§ What to do
Which lines in the entries below contain the string "PartialEq"? Show each of them in full.

§ Data items

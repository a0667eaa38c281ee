//! Locations are the places bills happened at.
//!
//! Each owner has their own location set, unique by name across live and
//! soft-deleted rows.

use chrono::{DateTime, Utc};
use sea_orm::entity::prelude::*;
use serde::{Deserialize, Serialize};

use crate::Lifecycle;

#[derive(Clone, Debug, PartialEq, Eq, Serialize, Deserialize)]
#[serde(rename_all = "camelCase")]
pub struct Location {
    pub id: i32,
    pub name: String,
    pub user_id: i64,
    pub created_at: DateTime<Utc>,
    pub updated_at: DateTime<Utc>,
    #[serde(flatten)]
    pub lifecycle: Lifecycle,
}

#[derive(Clone, Debug, PartialEq, DeriveEntityModel)]
#[sea_orm(table_name = "locations")]
pub struct Model {
    #[sea_orm(primary_key)]
    pub id: i32,
    pub name: String,
    pub user_id: i64,
    pub created_at: DateTimeUtc,
    pub updated_at: DateTimeUtc,
    pub deleted_at: Option<DateTimeUtc>,
}

#[derive(Copy, Clone, Debug, EnumIter, DeriveRelation)]
pub enum Relation {
    #[sea_orm(
        belongs_to = "super::users::Entity",
        from = "Column::UserId",
        to = "super::users::Column::Id",
        on_update = "NoAction",
        on_delete = "Cascade"
    )]
    Users,
}

impl ActiveModelBehavior for ActiveModel {}

impl From<Model> for Location {
    fn from(model: Model) -> Self {
        Self {
            id: model.id,
            name: model.name,
            user_id: model.user_id,
            created_at: model.created_at,
            updated_at: model.updated_at,
            lifecycle: Lifecycle::from_deleted_at(model.deleted_at),
        }
    }
}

§ Exercise output
#[derive(Clone, Debug, PartialEq, Eq, Serialize, Deserialize)]
#[derive(Clone, Debug, PartialEq, DeriveEntityModel)]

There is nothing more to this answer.